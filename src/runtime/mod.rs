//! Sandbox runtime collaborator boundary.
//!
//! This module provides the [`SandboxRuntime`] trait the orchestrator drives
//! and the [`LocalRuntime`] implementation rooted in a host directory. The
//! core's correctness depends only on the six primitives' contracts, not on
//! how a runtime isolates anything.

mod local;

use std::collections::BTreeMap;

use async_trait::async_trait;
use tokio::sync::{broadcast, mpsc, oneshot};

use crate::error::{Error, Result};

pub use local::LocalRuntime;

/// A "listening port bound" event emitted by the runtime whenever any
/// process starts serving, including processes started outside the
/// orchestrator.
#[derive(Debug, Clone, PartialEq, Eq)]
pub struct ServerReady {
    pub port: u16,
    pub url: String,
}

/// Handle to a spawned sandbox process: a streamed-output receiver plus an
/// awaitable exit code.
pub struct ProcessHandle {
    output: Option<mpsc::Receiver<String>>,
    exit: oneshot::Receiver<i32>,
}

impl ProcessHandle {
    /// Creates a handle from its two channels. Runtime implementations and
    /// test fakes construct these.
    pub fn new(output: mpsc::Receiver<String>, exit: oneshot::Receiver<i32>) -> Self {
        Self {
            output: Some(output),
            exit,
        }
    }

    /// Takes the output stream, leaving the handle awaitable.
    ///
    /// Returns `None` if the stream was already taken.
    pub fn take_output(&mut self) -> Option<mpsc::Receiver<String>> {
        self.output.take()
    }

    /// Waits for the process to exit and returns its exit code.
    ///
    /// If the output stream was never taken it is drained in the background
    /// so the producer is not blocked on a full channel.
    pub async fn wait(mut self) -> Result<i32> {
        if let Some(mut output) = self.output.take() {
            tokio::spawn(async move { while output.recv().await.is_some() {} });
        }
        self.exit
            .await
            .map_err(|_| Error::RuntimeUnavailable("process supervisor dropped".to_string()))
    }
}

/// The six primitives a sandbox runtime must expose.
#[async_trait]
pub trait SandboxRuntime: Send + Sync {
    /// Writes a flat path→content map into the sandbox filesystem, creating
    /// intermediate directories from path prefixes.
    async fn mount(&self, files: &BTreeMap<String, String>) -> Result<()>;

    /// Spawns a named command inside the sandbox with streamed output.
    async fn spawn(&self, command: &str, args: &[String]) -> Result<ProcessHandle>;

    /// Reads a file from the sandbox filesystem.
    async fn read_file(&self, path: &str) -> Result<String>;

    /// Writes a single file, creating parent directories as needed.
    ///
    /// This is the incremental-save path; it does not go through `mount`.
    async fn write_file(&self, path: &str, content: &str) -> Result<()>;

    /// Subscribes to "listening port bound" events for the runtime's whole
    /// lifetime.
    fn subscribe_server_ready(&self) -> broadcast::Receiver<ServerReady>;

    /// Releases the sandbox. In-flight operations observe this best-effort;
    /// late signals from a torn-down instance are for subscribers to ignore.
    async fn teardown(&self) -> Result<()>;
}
──────────────────────────────
Exercise goal: Working from the material above, retype exactly the lines from the one with "async fn write_file(&self, path: &str, content: &str)" through the one with "subscribers to ignore.", both included, and only those lines.

Result for this exercise:
    async fn write_file(&self, path: &str, content: &str) -> Result<()>;

    /// Subscribes to "listening port bound" events for the runtime's whole
    /// lifetime.
    fn subscribe_server_ready(&self) -> broadcast::Receiver<ServerReady>;

    /// Releases the sandbox. In-flight operations observe this best-effort;
    /// late signals from a torn-down instance are for subscribers to ignore.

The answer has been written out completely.